Data —
-- Opening Marker --
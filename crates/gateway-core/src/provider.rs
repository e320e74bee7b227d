use crate::chat::{ChatResponse, StreamChunk};
use crate::error::GatewayError;
use crate::request::ChatCompletionRequest;
use async_trait::async_trait;
use futures::stream::BoxStream;
use serde::{Deserialize, Serialize};

/// How a provider authenticates (spec.md §3 Provider.kind).
#[derive(Debug, Clone, Copy, PartialEq, Eq, Serialize, Deserialize)]
#[serde(rename_all = "snake_case")]
pub enum ProviderKind {
    ApiKey,
    OAuth,
    Local,
}

/// A single capability bit a provider/model may advertise.
#[derive(Debug, Clone, Copy, PartialEq, Eq, Hash, Serialize, Deserialize)]
#[serde(rename_all = "snake_case")]
pub enum Capability {
    Streaming,
    FunctionCalling,
    Vision,
    Embeddings,
}

/// A small bitset over [`Capability`] — grounded in
/// `querymt::providers::types::ModelCapabilities`, generalized from its fixed
/// struct-of-bools shape into a set so Ensemble candidate filtering
/// (spec.md §4.F step 2) can test "does P support every capability R needs"
/// with one call.
#[derive(Debug, Clone, Copy, Default, PartialEq, Eq, Serialize, Deserialize)]
pub struct CapabilitySet(u8);

impl CapabilitySet {
    pub const EMPTY: CapabilitySet = CapabilitySet(0);

    fn bit(cap: Capability) -> u8 {
        match cap {
            Capability::Streaming => 1 << 0,
            Capability::FunctionCalling => 1 << 1,
            Capability::Vision => 1 << 2,
            Capability::Embeddings => 1 << 3,
        }
    }

    pub fn with(mut self, cap: Capability) -> Self {
        self.0 |= Self::bit(cap);
        self
    }

    pub fn has(&self, cap: Capability) -> bool {
        self.0 & Self::bit(cap) != 0
    }

    /// True iff every capability set in `required` is also set in `self`.
    pub fn satisfies(&self, required: CapabilitySet) -> bool {
        self.0 & required.0 == required.0
    }

    pub fn from_iter(caps: impl IntoIterator<Item = Capability>) -> Self {
        caps.into_iter().fold(Self::EMPTY, |set, cap| set.with(cap))
    }
}

/// Stable identity of a registered backend (spec.md §3 Provider).
#[derive(Debug, Clone, PartialEq, Eq, Hash, PartialOrd, Ord, Serialize, Deserialize)]
pub struct ProviderId(pub String);

impl std::fmt::Display for ProviderId {
    fn fmt(&self, f: &mut std::fmt::Formatter<'_>) -> std::fmt::Result {
        write!(f, "{}", self.0)
    }
}

impl From<&str> for ProviderId {
    fn from(s: &str) -> Self {
        ProviderId(s.to_string())
    }
}

/// Static declaration of a provider, independent of its runtime health/score
/// (those live in the orchestrator's provider runtime, since they mutate).
#[derive(Debug, Clone, Serialize, Deserialize)]
pub struct ProviderSpec {
    pub id: ProviderId,
    pub kind: ProviderKind,
    pub models: Vec<String>,
    pub capabilities: CapabilitySet,
}

/// A live backend binding. Implementors perform the actual outbound call;
/// wire-level request/response framing for any given vendor is treated as an
/// external collaborator's concern per spec.md §1 — this trait is the seam.
#[async_trait]
pub trait Provider: Send + Sync {
    fn spec(&self) -> &ProviderSpec;

    async fn complete(&self, req: &ChatCompletionRequest) -> Result<ChatResponse, GatewayError>;

    /// Default streaming implementation degrades to one `Text` chunk followed
    /// by `Done` for providers that don't support streaming natively;
    /// streaming-capable providers override this.
    async fn stream_complete(
        &self,
        req: &ChatCompletionRequest,
    ) -> Result<BoxStream<'static, StreamChunk>, GatewayError> {
        let response = self.complete(req).await?;
        let chunks = vec![StreamChunk::text(0, response.content), StreamChunk::done(1)];
        Ok(Box::pin(futures::stream::iter(chunks)))
    }
}

#[cfg(test)]
mod tests {
    use super::*;

    #[test]
    fn capability_set_satisfies_subset() {
        let full = CapabilitySet::from_iter([Capability::Streaming, Capability::FunctionCalling]);
        let required = CapabilitySet::from_iter([Capability::Streaming]);
        assert!(full.satisfies(required));
    }

    #[test]
    fn capability_set_rejects_missing_capability() {
        let full = CapabilitySet::from_iter([Capability::Streaming]);
        let required = CapabilitySet::from_iter([Capability::Vision]);
        assert!(!full.satisfies(required));
    }

    #[test]
    fn empty_set_satisfies_only_empty_requirement() {
        assert!(CapabilitySet::EMPTY.satisfies(CapabilitySet::EMPTY));
        assert!(!CapabilitySet::EMPTY.satisfies(CapabilitySet::from_iter([Capability::Vision])));
    }
}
-- Closing Marker --
Instructions for the task — The data must be transcribed in full. Every word stays the same.

Solution for this problem —
filename crates/gateway-core/src/provider.rs
repository e320e74bee7b227d
use crate::chat::{ChatResponse, StreamChunk};
use crate::error::GatewayError;
use crate::request::ChatCompletionRequest;
use async_trait::async_trait;
use futures::stream::BoxStream;
use serde::{Deserialize, Serialize};

/// How a provider authenticates (spec.md §3 Provider.kind).
#[derive(Debug, Clone, Copy, PartialEq, Eq, Serialize, Deserialize)]
#[serde(rename_all = "snake_case")]
pub enum ProviderKind {
    ApiKey,
    OAuth,
    Local,
}

/// A single capability bit a provider/model may advertise.
#[derive(Debug, Clone, Copy, PartialEq, Eq, Hash, Serialize, Deserialize)]
#[serde(rename_all = "snake_case")]
pub enum Capability {
    Streaming,
    FunctionCalling,
    Vision,
    Embeddings,
}

/// A small bitset over [`Capability`] — grounded in
/// `querymt::providers::types::ModelCapabilities`, generalized from its fixed
/// struct-of-bools shape into a set so Ensemble candidate filtering
/// (spec.md §4.F step 2) can test "does P support every capability R needs"
/// with one call.
#[derive(Debug, Clone, Copy, Default, PartialEq, Eq, Serialize, Deserialize)]
pub struct CapabilitySet(u8);

impl CapabilitySet {
    pub const EMPTY: CapabilitySet = CapabilitySet(0);

    fn bit(cap: Capability) -> u8 {
        match cap {
            Capability::Streaming => 1 << 0,
            Capability::FunctionCalling => 1 << 1,
            Capability::Vision => 1 << 2,
            Capability::Embeddings => 1 << 3,
        }
    }

    pub fn with(mut self, cap: Capability) -> Self {
        self.0 |= Self::bit(cap);
        self
    }

    pub fn has(&self, cap: Capability) -> bool {
        self.0 & Self::bit(cap) != 0
    }

    /// True iff every capability set in `required` is also set in `self`.
    pub fn satisfies(&self, required: CapabilitySet) -> bool {
        self.0 & required.0 == required.0
    }

    pub fn from_iter(caps: impl IntoIterator<Item = Capability>) -> Self {
        caps.into_iter().fold(Self::EMPTY, |set, cap| set.with(cap))
    }
}

/// Stable identity of a registered backend (spec.md §3 Provider).
#[derive(Debug, Clone, PartialEq, Eq, Hash, PartialOrd, Ord, Serialize, Deserialize)]
pub struct ProviderId(pub String);

impl std::fmt::Display for ProviderId {
    fn fmt(&self, f: &mut std::fmt::Formatter<'_>) -> std::fmt::Result {
        write!(f, "{}", self.0)
    }
}

impl From<&str> for ProviderId {
    fn from(s: &str) -> Self {
        ProviderId(s.to_string())
    }
}

/// Static declaration of a provider, independent of its runtime health/score
/// (those live in the orchestrator's provider runtime, since they mutate).
#[derive(Debug, Clone, Serialize, Deserialize)]
pub struct ProviderSpec {
    pub id: ProviderId,
    pub kind: ProviderKind,
    pub models: Vec<String>,
    pub capabilities: CapabilitySet,
}

/// A live backend binding. Implementors perform the actual outbound call;
/// wire-level request/response framing for any given vendor is treated as an
/// external collaborator's concern per spec.md §1 — this trait is the seam.
#[async_trait]
pub trait Provider: Send + Sync {
    fn spec(&self) -> &ProviderSpec;

    async fn complete(&self, req: &ChatCompletionRequest) -> Result<ChatResponse, GatewayError>;

    /// Default streaming implementation degrades to one `Text` chunk followed
    /// by `Done` for providers that don't support streaming natively;
    /// streaming-capable providers override this.
    async fn stream_complete(
        &self,
        req: &ChatCompletionRequest,
    ) -> Result<BoxStream<'static, StreamChunk>, GatewayError> {
        let response = self.complete(req).await?;
        let chunks = vec![StreamChunk::text(0, response.content), StreamChunk::done(1)];
        Ok(Box::pin(futures::stream::iter(chunks)))
    }
}

#[cfg(test)]
mod tests {
    use super::*;

    #[test]
    fn capability_set_satisfies_subset() {
        let full = CapabilitySet::from_iter([Capability::Streaming, Capability::FunctionCalling]);
        let required = CapabilitySet::from_iter([Capability::Streaming]);
        assert!(full.satisfies(required));
    }

    #[test]
    fn capability_set_rejects_missing_capability() {
        let full = CapabilitySet::from_iter([Capability::Streaming]);
        let required = CapabilitySet::from_iter([Capability::Vision]);
        assert!(!full.satisfies(required));
    }

    #[test]
    fn empty_set_satisfies_only_empty_requirement() {
        assert!(CapabilitySet::EMPTY.satisfies(CapabilitySet::EMPTY));
        assert!(!CapabilitySet::EMPTY.satisfies(CapabilitySet::from_iter([Capability::Vision])));
    }
}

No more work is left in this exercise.